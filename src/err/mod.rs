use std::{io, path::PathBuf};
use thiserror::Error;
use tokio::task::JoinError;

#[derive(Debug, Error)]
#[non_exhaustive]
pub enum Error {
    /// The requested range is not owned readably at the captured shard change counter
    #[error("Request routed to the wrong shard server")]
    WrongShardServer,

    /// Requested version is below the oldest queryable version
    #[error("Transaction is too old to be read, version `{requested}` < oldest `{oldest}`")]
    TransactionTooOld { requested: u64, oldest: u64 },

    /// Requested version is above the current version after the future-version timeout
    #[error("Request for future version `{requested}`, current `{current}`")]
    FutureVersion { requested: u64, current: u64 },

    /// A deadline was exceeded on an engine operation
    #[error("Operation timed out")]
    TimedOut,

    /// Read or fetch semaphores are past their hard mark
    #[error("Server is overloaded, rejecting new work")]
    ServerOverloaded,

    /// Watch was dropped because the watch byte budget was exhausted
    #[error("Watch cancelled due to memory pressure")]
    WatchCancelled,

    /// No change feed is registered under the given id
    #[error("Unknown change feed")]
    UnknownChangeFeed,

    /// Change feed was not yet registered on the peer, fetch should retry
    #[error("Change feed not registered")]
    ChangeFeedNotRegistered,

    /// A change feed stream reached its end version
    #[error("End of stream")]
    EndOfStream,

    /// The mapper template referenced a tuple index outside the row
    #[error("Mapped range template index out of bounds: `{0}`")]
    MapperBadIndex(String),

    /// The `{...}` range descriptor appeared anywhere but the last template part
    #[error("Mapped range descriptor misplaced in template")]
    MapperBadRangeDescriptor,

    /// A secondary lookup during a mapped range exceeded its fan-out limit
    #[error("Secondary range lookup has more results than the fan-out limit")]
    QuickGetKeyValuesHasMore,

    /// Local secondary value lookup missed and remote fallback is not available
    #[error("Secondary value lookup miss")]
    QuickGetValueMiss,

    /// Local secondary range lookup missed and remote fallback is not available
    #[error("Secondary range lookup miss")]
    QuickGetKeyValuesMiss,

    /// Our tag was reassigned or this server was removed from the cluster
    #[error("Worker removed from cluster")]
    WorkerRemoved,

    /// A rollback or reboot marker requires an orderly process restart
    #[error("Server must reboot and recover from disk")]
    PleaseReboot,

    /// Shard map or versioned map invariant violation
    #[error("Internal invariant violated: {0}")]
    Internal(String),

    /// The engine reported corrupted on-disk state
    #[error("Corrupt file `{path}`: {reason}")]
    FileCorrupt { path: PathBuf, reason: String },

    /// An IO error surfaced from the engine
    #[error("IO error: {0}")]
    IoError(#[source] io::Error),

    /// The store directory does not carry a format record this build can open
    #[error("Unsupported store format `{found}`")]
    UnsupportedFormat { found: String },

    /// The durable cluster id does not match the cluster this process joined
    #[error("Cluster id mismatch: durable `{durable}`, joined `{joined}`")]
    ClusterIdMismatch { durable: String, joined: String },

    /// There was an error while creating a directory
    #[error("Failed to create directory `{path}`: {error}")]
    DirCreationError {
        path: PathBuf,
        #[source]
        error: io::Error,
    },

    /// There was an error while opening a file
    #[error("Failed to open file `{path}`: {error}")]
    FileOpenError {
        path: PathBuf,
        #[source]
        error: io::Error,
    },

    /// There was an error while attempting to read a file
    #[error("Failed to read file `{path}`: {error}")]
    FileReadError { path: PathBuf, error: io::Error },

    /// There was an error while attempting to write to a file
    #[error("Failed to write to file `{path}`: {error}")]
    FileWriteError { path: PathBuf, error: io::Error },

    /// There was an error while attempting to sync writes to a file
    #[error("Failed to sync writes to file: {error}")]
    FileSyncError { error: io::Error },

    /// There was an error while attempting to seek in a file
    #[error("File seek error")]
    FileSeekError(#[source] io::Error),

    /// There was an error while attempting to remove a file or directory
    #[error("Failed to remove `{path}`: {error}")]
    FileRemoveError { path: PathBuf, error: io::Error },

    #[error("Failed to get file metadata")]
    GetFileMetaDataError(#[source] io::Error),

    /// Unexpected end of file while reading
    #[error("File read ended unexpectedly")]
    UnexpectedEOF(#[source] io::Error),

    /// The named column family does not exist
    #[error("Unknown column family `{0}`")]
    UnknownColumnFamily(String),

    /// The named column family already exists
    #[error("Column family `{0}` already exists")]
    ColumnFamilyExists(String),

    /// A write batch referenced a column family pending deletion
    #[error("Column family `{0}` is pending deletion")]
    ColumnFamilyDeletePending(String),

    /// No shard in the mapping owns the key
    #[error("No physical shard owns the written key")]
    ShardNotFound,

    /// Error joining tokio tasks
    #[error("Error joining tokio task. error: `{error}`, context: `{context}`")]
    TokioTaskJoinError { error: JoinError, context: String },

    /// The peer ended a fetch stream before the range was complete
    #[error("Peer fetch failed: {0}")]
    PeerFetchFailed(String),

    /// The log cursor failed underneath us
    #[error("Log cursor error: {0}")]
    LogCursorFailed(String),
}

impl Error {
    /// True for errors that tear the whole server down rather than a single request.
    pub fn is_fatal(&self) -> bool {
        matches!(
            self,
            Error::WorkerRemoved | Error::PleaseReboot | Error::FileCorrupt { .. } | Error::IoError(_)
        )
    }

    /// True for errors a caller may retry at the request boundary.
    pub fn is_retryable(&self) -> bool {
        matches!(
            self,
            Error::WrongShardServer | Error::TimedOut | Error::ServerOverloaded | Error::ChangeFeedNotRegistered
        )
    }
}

━━━━━━━━━━

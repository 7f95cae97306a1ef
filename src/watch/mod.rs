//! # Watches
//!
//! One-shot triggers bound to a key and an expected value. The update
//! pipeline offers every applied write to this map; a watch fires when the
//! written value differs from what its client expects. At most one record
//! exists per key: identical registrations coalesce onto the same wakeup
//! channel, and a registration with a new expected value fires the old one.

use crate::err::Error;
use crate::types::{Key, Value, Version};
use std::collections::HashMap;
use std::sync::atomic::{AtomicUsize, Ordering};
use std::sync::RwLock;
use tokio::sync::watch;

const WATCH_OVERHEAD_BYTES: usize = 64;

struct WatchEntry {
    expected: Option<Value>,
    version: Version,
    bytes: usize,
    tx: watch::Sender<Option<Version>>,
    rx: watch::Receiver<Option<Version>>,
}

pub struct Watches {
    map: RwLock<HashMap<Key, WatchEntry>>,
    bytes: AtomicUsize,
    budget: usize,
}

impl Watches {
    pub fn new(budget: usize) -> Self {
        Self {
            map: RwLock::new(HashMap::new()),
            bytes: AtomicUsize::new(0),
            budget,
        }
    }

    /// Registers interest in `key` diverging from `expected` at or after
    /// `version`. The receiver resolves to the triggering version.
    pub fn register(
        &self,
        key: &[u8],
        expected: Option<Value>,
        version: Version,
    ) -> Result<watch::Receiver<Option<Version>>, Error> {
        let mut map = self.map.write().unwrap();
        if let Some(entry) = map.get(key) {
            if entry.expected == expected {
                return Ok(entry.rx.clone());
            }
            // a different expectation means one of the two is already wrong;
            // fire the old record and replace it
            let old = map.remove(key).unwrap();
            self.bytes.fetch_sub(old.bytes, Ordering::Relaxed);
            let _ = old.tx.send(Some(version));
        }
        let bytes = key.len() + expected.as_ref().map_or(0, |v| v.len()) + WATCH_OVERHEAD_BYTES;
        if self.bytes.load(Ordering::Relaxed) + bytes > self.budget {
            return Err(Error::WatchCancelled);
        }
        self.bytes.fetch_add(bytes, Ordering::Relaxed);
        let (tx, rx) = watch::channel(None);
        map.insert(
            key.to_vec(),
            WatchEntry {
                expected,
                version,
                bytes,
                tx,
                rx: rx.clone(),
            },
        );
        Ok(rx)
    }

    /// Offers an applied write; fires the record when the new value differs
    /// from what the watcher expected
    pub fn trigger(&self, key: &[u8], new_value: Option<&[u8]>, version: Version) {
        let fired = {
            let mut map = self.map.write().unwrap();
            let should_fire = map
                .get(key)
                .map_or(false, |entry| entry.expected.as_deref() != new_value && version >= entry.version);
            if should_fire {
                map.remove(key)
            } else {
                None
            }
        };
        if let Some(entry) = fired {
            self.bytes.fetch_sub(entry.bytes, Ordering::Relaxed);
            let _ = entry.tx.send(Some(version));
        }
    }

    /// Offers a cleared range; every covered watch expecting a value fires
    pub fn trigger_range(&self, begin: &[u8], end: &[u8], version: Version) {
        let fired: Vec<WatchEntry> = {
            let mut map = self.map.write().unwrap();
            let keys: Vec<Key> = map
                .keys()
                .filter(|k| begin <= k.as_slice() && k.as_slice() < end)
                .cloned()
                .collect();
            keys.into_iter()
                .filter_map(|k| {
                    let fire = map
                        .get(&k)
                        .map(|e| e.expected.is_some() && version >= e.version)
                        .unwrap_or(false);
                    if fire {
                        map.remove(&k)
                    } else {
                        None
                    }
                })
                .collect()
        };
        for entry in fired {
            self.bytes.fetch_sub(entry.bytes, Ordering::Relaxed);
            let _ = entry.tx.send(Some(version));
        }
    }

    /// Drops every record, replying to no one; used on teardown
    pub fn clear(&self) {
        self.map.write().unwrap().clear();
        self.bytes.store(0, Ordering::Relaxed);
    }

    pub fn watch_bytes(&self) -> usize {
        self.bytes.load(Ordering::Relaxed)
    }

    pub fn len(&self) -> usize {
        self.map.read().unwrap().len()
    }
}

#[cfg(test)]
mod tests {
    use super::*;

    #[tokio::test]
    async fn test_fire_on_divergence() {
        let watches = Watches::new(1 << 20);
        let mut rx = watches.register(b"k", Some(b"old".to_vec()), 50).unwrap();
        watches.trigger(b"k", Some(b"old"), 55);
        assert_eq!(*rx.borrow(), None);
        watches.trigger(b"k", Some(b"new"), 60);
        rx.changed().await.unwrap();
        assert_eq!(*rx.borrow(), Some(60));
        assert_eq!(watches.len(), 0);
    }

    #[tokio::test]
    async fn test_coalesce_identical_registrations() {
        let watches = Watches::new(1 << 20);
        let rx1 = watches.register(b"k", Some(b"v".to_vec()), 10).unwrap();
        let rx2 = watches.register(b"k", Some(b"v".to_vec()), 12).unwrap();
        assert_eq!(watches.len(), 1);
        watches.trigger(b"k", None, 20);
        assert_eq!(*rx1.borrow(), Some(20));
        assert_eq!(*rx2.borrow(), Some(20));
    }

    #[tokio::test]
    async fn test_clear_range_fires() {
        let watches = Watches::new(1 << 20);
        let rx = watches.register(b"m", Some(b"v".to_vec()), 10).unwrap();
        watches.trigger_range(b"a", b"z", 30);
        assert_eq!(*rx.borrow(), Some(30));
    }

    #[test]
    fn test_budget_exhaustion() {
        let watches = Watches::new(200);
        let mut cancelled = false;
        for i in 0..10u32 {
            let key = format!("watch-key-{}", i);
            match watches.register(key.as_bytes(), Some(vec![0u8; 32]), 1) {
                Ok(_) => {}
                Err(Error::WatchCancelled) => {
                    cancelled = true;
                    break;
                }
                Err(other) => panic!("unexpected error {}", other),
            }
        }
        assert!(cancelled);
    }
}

━━━━━━━━━━

= WORK TASK =
Report how many lines of the records above contain the word "errors", and give only that number.

= RESPONSE =
2